On the other hand, when an employer secures employee loyalty over the long term, it can lead to numerous benefits. Employees gain experience and knowledge and become more valuable to the company. This means that the longer employees stay, the more advantageous the company is culturally and financially.
Create An Inclusive Environment
A hostile work experience can significantly impact employee attitudes, so fostering a workplace culture where everyone feels heard and respected is crucial. You can achieve this by promoting inclusion within your organisation.
Offer training programs that cover what inclusion is, how to recognise and overcome biases, and how to communicate respectfully. Make sure to update your policies to ensure that harmful behaviours such as bullying, harassment, and discrimination are not tolerated. Educate your employees on these policies and provide a transparent process for how any issues they report will be resolved.
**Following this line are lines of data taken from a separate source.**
//! FastEmbed-based local embedding generator.
//!
//! Implements the `Embedder` trait from `memoria-core` with fastembed's ONNX
//! models. Inference is CPU-bound and blocking, so it runs on the blocking
//! pool under the configured timeout.

use std::path::PathBuf;
use std::sync::{Arc, Mutex};
use std::time::Duration;

use fastembed::{EmbeddingModel, InitOptions, TextEmbedding};

use memoria_core::memory::embedder::Embedder;
use memoria_types::config::EmbeddingModelKind;
use memoria_types::error::EmbeddingError;

pub struct FastEmbedEmbedder {
    model: Arc<Mutex<TextEmbedding>>,
    kind: EmbeddingModelKind,
    timeout: Duration,
}

fn fastembed_model(kind: EmbeddingModelKind) -> EmbeddingModel {
    match kind {
        EmbeddingModelKind::BgeSmallEnV15 => EmbeddingModel::BGESmallENV15,
        EmbeddingModelKind::BgeBaseEnV15 => EmbeddingModel::BGEBaseENV15,
        EmbeddingModelKind::AllMiniLmL6V2 => EmbeddingModel::AllMiniLML6V2,
    }
}

/// Where downloaded model files are cached: `~/.memoria/models`.
pub fn default_model_cache() -> PathBuf {
    dirs::home_dir()
        .unwrap_or_else(|| PathBuf::from("."))
        .join(".memoria")
        .join("models")
}

impl FastEmbedEmbedder {
    /// Load (downloading on first use) the given model. Blocking.
    pub fn new(
        kind: EmbeddingModelKind,
        cache_dir: PathBuf,
        timeout: Duration,
    ) -> Result<Self, EmbeddingError> {
        let options = InitOptions::new(fastembed_model(kind))
            .with_cache_dir(cache_dir)
            .with_show_download_progress(false);
        let model = TextEmbedding::try_new(options)
            .map_err(|e| EmbeddingError::Backend(format!("failed to load {kind}: {e}")))?;

        tracing::info!(model = %kind, dimension = kind.dimension(), "Loaded embedding model");
        Ok(Self {
            model: Arc::new(Mutex::new(model)),
            kind,
            timeout,
        })
    }
}

impl Embedder for FastEmbedEmbedder {
    async fn embed(&self, texts: &[String]) -> Result<Vec<Vec<f32>>, EmbeddingError> {
        if texts.is_empty() {
            return Ok(vec![]);
        }

        let model = self.model.clone();
        let batch = texts.to_vec();
        let task = tokio::task::spawn_blocking(move || {
            let mut model = model
                .lock()
                .map_err(|_| EmbeddingError::Backend("embedding model lock poisoned".to_string()))?;
            model
                .embed(batch, None)
                .map_err(|e| EmbeddingError::Backend(e.to_string()))
        });

        match tokio::time::timeout(self.timeout, task).await {
            Ok(Ok(result)) => result,
            Ok(Err(join_err)) => Err(EmbeddingError::Backend(format!(
                "embedding task failed: {join_err}"
            ))),
            Err(_) => Err(EmbeddingError::Timeout(self.timeout.as_millis() as u64)),
        }
    }

    fn model_name(&self) -> &str {
        self.kind.as_str()
    }

    fn dimension(&self) -> usize {
        self.kind.dimension()
    }
}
Not all employees may feel comfortable speaking up about toxic work environments. Therefore, it's crucial to proactively maintain a positive work environment that promotes safety and acceptance. When employees feel safe and valued, they are more likely to be happier and more productive at work.
Providing skills training to employees can boost their confidence in their jobs. You should offer courses that cover the technical skills necessary for their current roles and courses that prepare them for future roles.
Workplace training is vital, and it's difficult to overstate its significance. When retaining employees, training is an excellent tool for engaging people. It assures them that you're invested in their careers and qualifies them for promotions when new roles become available. This can save you the hassle of finding new talent externally.
Offer Career Planning
To show your employees that they have a future with your organisation, it's important to help them plan for it. One effective way to do this is to include career goals in their one-on-one performance reviews with their managers. Take the time to listen to their concerns and aspirations and work together to create a roadmap for their career growth.
Direct them to training options to help them develop the needed skills and set goals that managers can review regularly. By demonstrating your support for their career goals, you can encourage your employees to see your company as a part of their long-term plans.
Teach Soft Skills
When individuals have the necessary skills to adapt to new work styles or collaborate efficiently, productivity increases, and employees become motivated. To ensure your workforce thrives continuously, consider providing training in soft skills. This will equip your employees with the skills needed to succeed.
Moreover, it is advisable to offer training in soft skills related to wellbeing. Stress management, mindfulness, and time management courses can help employees maintain a healthy work-life balance and prevent burnout.
When employees have the skills they require to navigate the workplace successfully, they are more content and satisfied with their jobs.
Rewarding employees for their hard work can take various forms, such as tangible or intangible rewards. It's important to note that some rewards, such as being appreciated by your team and having a good relationship with your manager, cannot be easily quantified.
Additionally, promoting employees, giving raises, and offering internal hiring opportunities are longer-term ways to recognise and reward employees for their achievements. These actions convey the message that you are attentive to the progress of your team members, value their contributions, and are committed to helping them achieve their long-term goals.
To attract and retain great employees, you need more than just advertising yourself as a good employer. Nowadays, employees seek fulfilling jobs that offer a healthy work-life balance. You must promote your company culture and follow your promises to build a strong talent pool.
By proactively implementing strategies to retain employees, you can create a sustainable work environment that will benefit you in the long run. You won't have to rely on flashy gimmicks or constant pay negotiations to keep your employees happy.